Выбрать главу

Наконец, они очутились в тёмном подвале. Приглядевшись, Пелле обнаружил, что там сидели ещё восемь-десять котов. Все они выглядели довольно мрачно.

О, ужас! На стене были намалёваны две большие буквы: «ГБ»! Г.Б.! Гангстерская Банда! Ну и родственники у старушки Майи!

— Ха-ха! — издевательски захохотал новый знакомый. Он поднял лапу к своему белому уху и р-раз! — оно тоже стало чёрным. Это был всего-навсего белый бумажный фунтик. — Ха-ха! Что, надули тебя?
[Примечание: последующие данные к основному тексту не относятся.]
use std::path::Path;

use deckyard_core::config::ConfigOverrides;
use deckyard_db::{connect, migrations};

use crate::commands::{load_config, runtime, CommandResult};

pub fn run(config_path: Option<&Path>) -> CommandResult {
    let config = match load_config("migrate", config_path, ConfigOverrides::default()) {
        Ok(config) => config,
        Err(result) => return result,
    };
    let runtime = match runtime("migrate") {
        Ok(runtime) => runtime,
        Err(result) => return result,
    };

    let result = runtime.block_on(async {
        let pool = connect(&config.database).await.map_err(|error| ("db_connectivity", error.to_string(), 4u8))?;
        migrations::run_pending(&pool).await.map_err(|error| ("migration", error.to_string(), 5u8))?;
        pool.close().await;
        Ok::<(), (&'static str, String, u8)>(())
    });

    match result {
        Ok(()) => CommandResult::success("migrate", "applied pending migrations"),
        Err((error_class, message, exit_code)) => CommandResult::failure("migrate", error_class, message, exit_code),
    }
}
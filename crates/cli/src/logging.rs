use deckyard_core::config::{LogFormat, LoggingConfig};
use tracing::Level;

/// Installs the global subscriber on stderr so stdout stays machine-readable.
/// Later calls are no-ops.
pub fn init(config: &LoggingConfig) {
    let level = config.level.parse::<Level>().unwrap_or(Level::INFO);
    let builder = tracing_subscriber::fmt().with_target(false).with_max_level(level).with_writer(std::io::stderr);

    let _ = match config.format {
        LogFormat::Compact => builder.compact().try_init(),
        LogFormat::Pretty => builder.pretty().try_init(),
        LogFormat::Json => builder.json().try_init(),
    };
}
— Так ты не Филадельфия-Филле? — спросил Пелле и задрожал от кончика носа до того места, где должен был начинаться хвост — но хвоста, как вы помните, у него не было.

— Филадельфия-Филле — что за чушь! Я — Гангстер-Джек, и мы тебя похитили. В Америке, дружок, надо быть поосторожнее. Я начал следить за тобой ещё в гостинице. Я шёл следом до Сорок Второй улицы, потом был в драге, хотя вы меня и не видели, потом пошёл в подземку, и собственными ушами слышал, как ты рассказывал про этого дурака Филадельфия-Филле, у которого одно ухо чёрное, другое белое. Не так-то уж трудно сделать себе белое ухо! И теперь ты попался! Теперь ты наш пленник, бесхвостый дурак!

— И что, вы меня никогда не отпустите? — робко спросил Пелле.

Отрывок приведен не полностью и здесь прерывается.